“ユース教授”のサッカージャーナルBACK NUMBER
大学まで無名→群馬→大宮→柏。
江坂任と瀬川祐輔、経歴が似過ぎ。
text by
安藤隆人Takahito Ando
photograph byTakahito Ando
posted2018/02/04 07:00
同一クラブから同時に2人獲得という珍しいケースだが、江坂(右)と瀬川は着実にステップアップを果たしている。
「レイソルでも今までのように腐ることなく……」
1月30日のACLプレーオフのムアントン・ユナイテッド戦。
ユニフォームがオレンジからイエローに変わった江坂はスタメン、瀬川は途中出場で柏デビューを飾った。
「柏に決まってからも、“レイソルはポジション争いがすごく激しいし、正直出られなくなる時期も絶対あるけど、今までのように腐ることなく、いつでも試合に出られる準備を怠らずにやっていこう”と話した」(江坂)
同じ道を歩んで来たからこそ、分かることがある。
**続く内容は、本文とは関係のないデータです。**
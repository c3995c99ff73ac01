// Copyright (C) 2025 Joseph Sacchini
//
// This program is free software: you can redistribute it and/or modify it under
// the terms of the GNU Affero General Public License as published by the Free
// Software Foundation, version 3.
//
// This program is distributed in the hope that it will be useful, but WITHOUT
// ANY WARRANTY; without even the implied warranty of MERCHANTABILITY or FITNESS
// FOR A PARTICULAR PURPOSE. See the GNU Affero General Public License for more
// details.
//
// You should have received a copy of the GNU Affero General Public License
// along with this program. If not, see <https://www.gnu.org/licenses/>.

//! Atomic write-with-backup for JSON config files, and config-dir
//! resolution.

use std::path::{Path, PathBuf};

use chrono::Utc;
use jack_types::jsonpath::parse_with_location;
use serde_json::Value;
use tracing::{debug, info, warn};

use crate::error::JackError;

pub const DEFAULT_SOCKET_PATH: &str = "/var/run/jack.sock";
pub const DEFAULT_CONFIG_DIR: &str = "/etc/jack/";

/// Resolved filesystem locations, read once at startup.
#[derive(Debug, Clone)]
pub struct Paths {
    pub config_dir: PathBuf,
    pub socket_path: PathBuf,
}

impl Paths {
    pub fn from_env() -> Self {
        let config_dir = std::env::var("JACK_CONFIG_DIR").unwrap_or_else(|_| DEFAULT_CONFIG_DIR.to_string());
        let socket_path =
            std::env::var("JACK_SOCKET_PATH").unwrap_or_else(|_| DEFAULT_SOCKET_PATH.to_string());
        Self {
            config_dir: PathBuf::from(config_dir),
            socket_path: PathBuf::from(socket_path),
        }
    }

    pub fn jack_json(&self) -> PathBuf {
        self.config_dir.join("jack.json")
    }

    pub fn interfaces_json(&self) -> PathBuf {
        self.config_dir.join("interfaces.json")
    }

    pub fn routes_json(&self) -> PathBuf {
        self.config_dir.join("routes.json")
    }

    pub fn plugin_config(&self, plugin_name: &str) -> PathBuf {
        self.config_dir.join(format!("{plugin_name}.json"))
    }

    pub fn checkpoints_dir(&self) -> PathBuf {
        self.config_dir.join("checkpoints")
    }
}

/// Read and parse a JSON file, surfacing line/column on malformed JSON.
pub async fn load_json(path: &Path) -> Result<Option<Value>, JackError> {
    match tokio::fs::read_to_string(path).await {
        Ok(text) => {
            let value = parse_with_location(&text).map_err(|e| JackError::Persistence {
                path: path.display().to_string(),
                reason: e.to_string(),
            })?;
            Ok(Some(value))
        }
        Err(e) if e.kind() == std::io::ErrorKind::NotFound => Ok(None),
        Err(e) => Err(JackError::Persistence {
            path: path.display().to_string(),
            reason: e.to_string(),
        }),
    }
}

/// Atomic save: write `NAME.tmp`, rename over `NAME`, move the prior file to
/// `NAME.backup.<UTC-YYYYMMDD-HHMMSS>`. A crash between the write and
/// the rename leaves `NAME` untouched and `NAME.tmp` unreferenced by any
/// loader.
pub async fn save_json(path: &Path, value: &Value) -> Result<(), JackError> {
    let parent = path.parent().unwrap_or_else(|| Path::new("."));
    tokio::fs::create_dir_all(parent)
        .await
        .map_err(|e| persistence_error(path, e))?;

    let tmp_path = tmp_path_for(path);
    let rendered = serde_json::to_string_pretty(value).expect("Value always serializes");
    tokio::fs::write(&tmp_path, rendered.as_bytes())
        .await
        .map_err(|e| persistence_error(&tmp_path, e))?;

    if tokio::fs::try_exists(path).await.unwrap_or(false) {
        let backup_path = backup_path_for(path);
        tokio::fs::rename(path, &backup_path)
            .await
            .map_err(|e| persistence_error(path, e))?;
        debug!(backup = %backup_path.display(), "moved previous config to backup");
    }

    tokio::fs::rename(&tmp_path, path)
        .await
        .map_err(|e| persistence_error(path, e))?;

    info!(path = %path.display(), "saved config");
    Ok(())
}

fn tmp_path_for(path: &Path) -> PathBuf {
    let mut os = path.as_os_str().to_owned();
    os.push(".tmp");
    PathBuf::from(os)
}

fn backup_path_for(path: &Path) -> PathBuf {
    let stamp = Utc::now().format("%Y%m%d-%H%M%S");
    let mut os = path.as_os_str().to_owned();
    os.push(format!(".backup.{stamp}"));
    PathBuf::from(os)
}

fn persistence_error(path: &Path, e: std::io::Error) -> JackError {
    warn!(path = %path.display(), error = %e, "persistence error");
    JackError::Persistence {
        path: path.display().to_string(),
        reason: e.to_string(),
    }
}

#[cfg(test)]
mod tests {
    use super::*;
    use serde_json::json;

    #[tokio::test]
    async fn round_trips_value() {
        let dir = tempfile::tempdir().unwrap();
        let path = dir.path().join("jack.json");
        let value = json!({"version": "1"});
        save_json(&path, &value).await.unwrap();
        let loaded = load_json(&path).await.unwrap().unwrap();
        assert_eq!(loaded, value);
    }

    #[tokio::test]
    async fn second_save_creates_backup() {
        let dir = tempfile::tempdir().unwrap();
        let path = dir.path().join("jack.json");
        save_json(&path, &json!({"version": "1"})).await.unwrap();
        save_json(&path, &json!({"version": "2"})).await.unwrap();

        let mut entries = tokio::fs::read_dir(dir.path()).await.unwrap();
        let mut backups = 0;
        while let Some(entry) = entries.next_entry().await.unwrap() {
            if entry.file_name().to_string_lossy().contains(".backup.") {
                backups += 1;
            }
        }
        assert_eq!(backups, 1);
    }

    #[tokio::test]
    async fn missing_file_returns_none() {
        let dir = tempfile::tempdir().unwrap();
        let path = dir.path().join("missing.json");
        assert!(load_json(&path).await.unwrap().is_none());
    }

    #[tokio::test]
    async fn malformed_json_reports_location() {
        let dir = tempfile::tempdir().unwrap();
        let path = dir.path().join("bad.json");
        tokio::fs::write(&path, b"{\n  \"a\": ,\n}").await.unwrap();
        let err = load_json(&path).await.unwrap_err();
        assert!(err.to_string().contains("line"));
    }
}
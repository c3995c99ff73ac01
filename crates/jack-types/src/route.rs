//! Route record.

use serde::{Deserialize, Serialize};

#[derive(Debug, Clone, PartialEq, Serialize, Deserialize)]
pub struct Route {
    pub destination: String,

    #[serde(default, skip_serializing_if = "String::is_empty")]
    pub gateway: String,

    #[serde(default, skip_serializing_if = "Option::is_none")]
    pub interface: Option<String>,

    #[serde(default)]
    pub metric: u32,

    #[serde(default)]
    pub table: u32,

    #[serde(default)]
    pub enabled: bool,
}

impl Route {
    pub const DEFAULT_DESTINATION: &'static str = "default";

    pub fn is_default(&self) -> bool {
        self.destination == Self::DEFAULT_DESTINATION
    }
}
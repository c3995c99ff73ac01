//! WireGuard peer record, nested under an `Interface` of kind `wireguard`.

use serde::{Deserialize, Serialize};

#[derive(Debug, Clone, PartialEq, Serialize, Deserialize)]
pub struct WireguardPeer {
    pub public_key: String,

    #[serde(default, skip_serializing_if = "Option::is_none")]
    pub preshared_key: Option<String>,

    #[serde(default, skip_serializing_if = "Option::is_none")]
    pub endpoint: Option<String>,

    #[serde(default, skip_serializing_if = "Vec::is_empty")]
    pub allowed_ips: Vec<String>,

    #[serde(default, skip_serializing_if = "Option::is_none")]
    pub persistent_keepalive: Option<u32>,
}
/// Route one request to the command it names. `pub`
/// so integration tests can drive the command surface directly, without a
/// socket, the same way `handle_connection` does internally.
pub async fn dispatch<P: Platform>(state: &AppState<P>, req: IpcRequest) -> IpcResponse {
    match req.command.as_str() {
        "status" => IpcResponse::ok("alive"),
        "info" => handle_info(state).await,
        "get" => {
            let path = req.path.as_deref().unwrap_or("");
            match state.store.get(path).await {
                Ok(value) => IpcResponse::data_only(value),
                Err(e) => IpcResponse::err(e.to_string()),
            }
        }
        "show" => {
            let path = req.path.as_deref().unwrap_or("");
            match state.store.show(path).await {
                Ok(value) => IpcResponse::data_only(value),
                Err(e) => IpcResponse::err(e.to_string()),
            }
        }
        "set" => handle_set(state, &req).await,
        "validate" => handle_validate(state, &req).await,
        "commit" => handle_commit(state).await,
        "revert" => {
            state.store.revert().await;
            IpcResponse::ok("staged configuration reverted to committed")
        }
        "diff" => handle_diff(state, &req).await,
        "apply" => handle_apply(state).await,
        "checkpoint-create" => handle_checkpoint_create(state, &req).await,
        "checkpoint-list" => handle_checkpoint_list(state).await,
        "rollback" => handle_rollback(state, &req).await,
        "plugin-rescan" => handle_plugin_rescan(state).await,
        "plugin-enable" => handle_plugin_enable(state, &req).await,
        "plugin-disable" => handle_plugin_disable(state, &req).await,
        "plugin-cli" => handle_plugin_cli(state, &req).await,
        other => IpcResponse::err(format!("unknown command {other:?}")),
    }
}

async fn handle_set<P: Platform>(state: &AppState<P>, req: &IpcRequest) -> IpcResponse {
    let Some(path) = req.path.as_deref() else {
        return IpcResponse::err("set requires a path");
    };
    let Some(value) = req.value.clone() else {
        return IpcResponse::err("set requires a value");
    };
    match state.store.set(path, value).await {
        Ok(()) => IpcResponse::ok(format!("staged {path}")),
        Err(e) => IpcResponse::err(e.to_string()),
    }
}

async fn handle_validate<P: Platform>(state: &AppState<P>, req: &IpcRequest) -> IpcResponse {
    let path = req.path.as_deref().unwrap_or("");
    let Some(value) = req.value.as_ref() else {
        return IpcResponse::err("validate requires a value");
    };
    match state.store.validate(path, value) {
        Ok(()) => IpcResponse::ok("valid"),
        Err(e) => IpcResponse::err(e.to_string()),
    }
}

async fn handle_commit<P: Platform>(state: &AppState<P>) -> IpcResponse {
    let paths = state.paths.clone();
    let plugin_names = config::PluginNameMap::from_pairs(state.plugins.registry.loaded_plugin_names());
    let result = state
        .store
        .commit(|document| async move { config::persist_commit(&paths, document, &plugin_names).await })
        .await;
    match result {
        Ok(()) => IpcResponse::ok("committed"),
        Err(e) => IpcResponse::err(e.to_string()),
    }
}

async fn handle_diff<P: Platform>(state: &AppState<P>, req: &IpcRequest) -> IpcResponse {
    let base = match req.path.as_deref() {
        Some("applied") => DiffBase::Applied,
        _ => DiffBase::Committed,
    };
    let text = state.store.diff(base).await;
    IpcResponse::ok_with_data("diff", json!(text))
}

async fn handle_apply<P: Platform>(state: &AppState<P>) -> IpcResponse {
    match state.pipeline.apply(&state.store, &state.reconciler, &state.plugins).await {
        Ok(outcome) => IpcResponse::ok_with_data(
            outcome.message(),
            json!({"applied": outcome.applied, "skipped": outcome.skipped}),
        ),
        Err(e) => IpcResponse::err(e.to_string()),
    }
}

async fn handle_checkpoint_create<P: Platform>(state: &AppState<P>, req: &IpcRequest) -> IpcResponse {
    let reason = req
        .value
        .as_ref()
        .and_then(|v| v.as_str())
        .unwrap_or("manual checkpoint")
        .to_string();
    match state
        .pipeline
        .checkpoints
        .create_manual(&state.paths, &state.reconciler, reason)
        .await
    {
        Ok(checkpoint) => IpcResponse::ok_with_data(
            format!("created checkpoint {}", checkpoint.id),
            serde_json::to_value(&checkpoint).expect("Checkpoint always serializes"),
        ),
        Err(e) => IpcResponse::err(e.to_string()),
    }
}

async fn handle_checkpoint_list<P: Platform>(state: &AppState<P>) -> IpcResponse {
    let checkpoints = state.pipeline.checkpoints.list(&state.paths).await;
    IpcResponse::data_only(serde_json::to_value(&checkpoints).expect("checkpoints always serialize"))
}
当然、お互いをリスペクトしている関係だからこそ、それは誰よりも深い。
「僕は就活をまったくしなくて、サッカー1本だった。もしJリーグからオファーが無かったら、地域リーグのクラブからオファーはあったし、海外に行く選択肢もあった。プロになるための覚悟はできていた。瀬川も相当な覚悟を持っている。あいつは就活をして一流企業の内定までもらっていた。
周りからすれば、その時の群馬の給料や立場を見たら“企業に行った方がいい”と絶対に思うのに、サッカーを諦められないという理由で群馬を選んだ。僕も就活して企業に内定をもらっていたとしても、絶対に後悔すると思ったので、サッカーに打ち込んだ部分もある。2人ともサッカーに人生を懸けたと思う」(江坂)
「任くんは群馬で初めてJ1に“個人昇格”した選手ですし、活躍して大宮、レイソルという同じ道を歩んできた。“苦しんでもプロにはなれるんだぞ”というのを2人で見せて行けたら良いと思う」(瀬川)
重なり合った数奇な運命の糸。柏で躍進し、A代表へと続く階段を駆け上って行けるか。大学、群馬、大宮と続いた彼らのチャレンジの第4ステージが幕を開けた。